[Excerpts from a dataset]

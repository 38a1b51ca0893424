// Build script: expose METRICREPORT_VERSION for `--version`
//
// Tagged builds report the tag version ("v0.2.0" -> "0.2.0"); anything else
// reports the package version with the `git describe` suffix appended.
// Without git the package version is used unchanged.

use std::process::Command;

fn main() {
    let package = env!("CARGO_PKG_VERSION");
    let version = git_describe()
        .map(|described| version_from_describe(package, &described))
        .unwrap_or_else(|| package.to_string());

    println!("cargo:rustc-env=METRICREPORT_VERSION={}", version);
    println!("cargo:rerun-if-changed=.git/HEAD");
    println!("cargo:rerun-if-changed=.git/refs/tags");
}

fn git_describe() -> Option<String> {
    let output = Command::new("git")
        .args(["describe", "--tags", "--always", "--dirty"])
        .output()
        .ok()?;
    if !output.status.success() {
        return None;
    }
    let described = String::from_utf8(output.stdout).ok()?;
    Some(described.trim().to_string())
}

fn version_from_describe(package: &str, described: &str) -> String {
    match described.strip_prefix('v') {
        // "v0.2.0" or "v0.2.0-3-gabc123-dirty" both report the tag
        Some(tagged) => tagged.split('-').next().unwrap_or(tagged).to_string(),
        None => format!("{}-{}", package, described),
    }
}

◆ **AIM OF THE TASK**:
Please retype the data, matching it exactly.

◆ **EXERCISE RESULT**:
repository 38a1b51ca0893424
// Build script: expose METRICREPORT_VERSION for `--version`
//
// Tagged builds report the tag version ("v0.2.0" -> "0.2.0"); anything else
// reports the package version with the `git describe` suffix appended.
// Without git the package version is used unchanged.

use std::process::Command;

fn main() {
    let package = env!("CARGO_PKG_VERSION");
    let version = git_describe()
        .map(|described| version_from_describe(package, &described))
        .unwrap_or_else(|| package.to_string());

    println!("cargo:rustc-env=METRICREPORT_VERSION={}", version);
    println!("cargo:rerun-if-changed=.git/HEAD");
    println!("cargo:rerun-if-changed=.git/refs/tags");
}

fn git_describe() -> Option<String> {
    let output = Command::new("git")
        .args(["describe", "--tags", "--always", "--dirty"])
        .output()
        .ok()?;
    if !output.status.success() {
        return None;
    }
    let described = String::from_utf8(output.stdout).ok()?;
    Some(described.trim().to_string())
}

fn version_from_describe(package: &str, described: &str) -> String {
    match described.strip_prefix('v') {
        // "v0.2.0" or "v0.2.0-3-gabc123-dirty" both report the tag
        Some(tagged) => tagged.split('-').next().unwrap_or(tagged).to_string(),
        None => format!("{}-{}", package, described),
    }
}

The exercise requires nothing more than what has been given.